• Task statement
Given the material below, output exactly the lines from the line with "const DEFAULT_DIRECTIVE: &str" to the line with "Resolve the filter", both ends included, and no other lines.
----- Entries shown -----
//! ---
//! mqb_section: "05-observability"
//! mqb_subsection: "module"
//! mqb_type: "source"
//! mqb_scope: "code"
//! mqb_description: "Process-wide tracing subscriber installation."
//! mqb_version: "v0.1.0"
//! mqb_owner: "tbd"
//! ---
use std::path::PathBuf;

use anyhow::{Context, Result};
use once_cell::sync::OnceCell;
use serde::{Deserialize, Serialize};
use tracing::info;
use tracing_appender::non_blocking::WorkerGuard;
use tracing_appender::rolling::daily;
use tracing_subscriber::filter::EnvFilter;
use tracing_subscriber::fmt;
use tracing_subscriber::layer::{Layer, SubscriberExt};
use tracing_subscriber::util::SubscriberInitExt;

use crate::config::LoggingConfig;

/// Filter directive override, consulted before `RUST_LOG`.
pub const LOG_ENV: &str = "MQBRIDGE_LOG";

const DEFAULT_DIRECTIVE: &str = "info";

static GUARDS: OnceCell<(WorkerGuard, WorkerGuard)> = OnceCell::new();

/// Console rendering for the stderr layer. The rolling file is always JSON.
#[derive(Debug, Clone, Copy, Serialize, Deserialize, PartialEq, Eq, Default)]
#[serde(rename_all = "kebab-case")]
pub enum LogFormat {
    #[default]
    StructuredJson,
    Pretty,
}

/// Resolve the filter from `MQBRIDGE_LOG`, then `RUST_LOG`, then `info`.
pub fn resolve_filter() -> EnvFilter {
    match std::env::var(LOG_ENV) {
        Ok(directive) => EnvFilter::try_new(&directive).unwrap_or_else(|err| {
            eprintln!("invalid {LOG_ENV} directive {directive:?} ({err}); using {DEFAULT_DIRECTIVE}");
            EnvFilter::new(DEFAULT_DIRECTIVE)
        }),
        Err(_) => EnvFilter::try_from_default_env()
            .unwrap_or_else(|_| EnvFilter::new(DEFAULT_DIRECTIVE)),
    }
}

/// Path of the rolling log file prefix for `service_name`.
pub fn log_file_prefix(service_name: &str, config: &LoggingConfig) -> PathBuf {
    let prefix = config.file_prefix.as_deref().unwrap_or(service_name);
    PathBuf::from(format!("{prefix}-{service_name}.log"))
}

/// Install the global subscriber: a console layer on stderr plus a daily
/// JSON file under `config.directory`.
///
/// Stdout is left to command output. Calling this twice keeps the first
/// subscriber.
pub fn init_tracing(service_name: &str, config: &LoggingConfig) -> Result<()> {
    std::fs::create_dir_all(&config.directory).with_context(|| {
        format!(
            "unable to create log directory {}",
            config.directory.display()
        )
    })?;

    let appender = daily(&config.directory, log_file_prefix(service_name, config));
    let (file_writer, file_guard) = tracing_appender::non_blocking(appender);
    let (console_writer, console_guard) = tracing_appender::non_blocking(std::io::stderr());

    let console_layer = match config.format {
        LogFormat::StructuredJson => fmt::layer()
            .with_target(false)
            .with_timer(fmt::time::UtcTime::rfc_3339())
            .json()
            .with_writer(console_writer)
            .boxed(),
        LogFormat::Pretty => fmt::layer()
            .with_target(true)
            .with_timer(fmt::time::UtcTime::rfc_3339())
            .with_writer(console_writer)
            .boxed(),
    };

    let file_layer = fmt::layer()
        .with_target(true)
        .with_thread_names(true)
        .with_timer(fmt::time::UtcTime::rfc_3339())
        .json()
        .with_writer(file_writer)
        .boxed();

    let installed = tracing_subscriber::registry()
        .with(resolve_filter())
        .with(console_layer)
        .with(file_layer)
        .try_init()
        .is_ok();

    if installed {
        let _ = GUARDS.set((file_guard, console_guard));
        info!(
            service = %service_name,
            log_dir = %config.directory.display(),
            format = ?config.format,
            "tracing initialised"
        );
    }
    Ok(())
}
-----
• Answer section
const DEFAULT_DIRECTIVE: &str = "info";

static GUARDS: OnceCell<(WorkerGuard, WorkerGuard)> = OnceCell::new();

/// Console rendering for the stderr layer. The rolling file is always JSON.
#[derive(Debug, Clone, Copy, Serialize, Deserialize, PartialEq, Eq, Default)]
#[serde(rename_all = "kebab-case")]
pub enum LogFormat {
    #[default]
    StructuredJson,
    Pretty,
}

/// Resolve the filter from `MQBRIDGE_LOG`, then `RUST_LOG`, then `info`.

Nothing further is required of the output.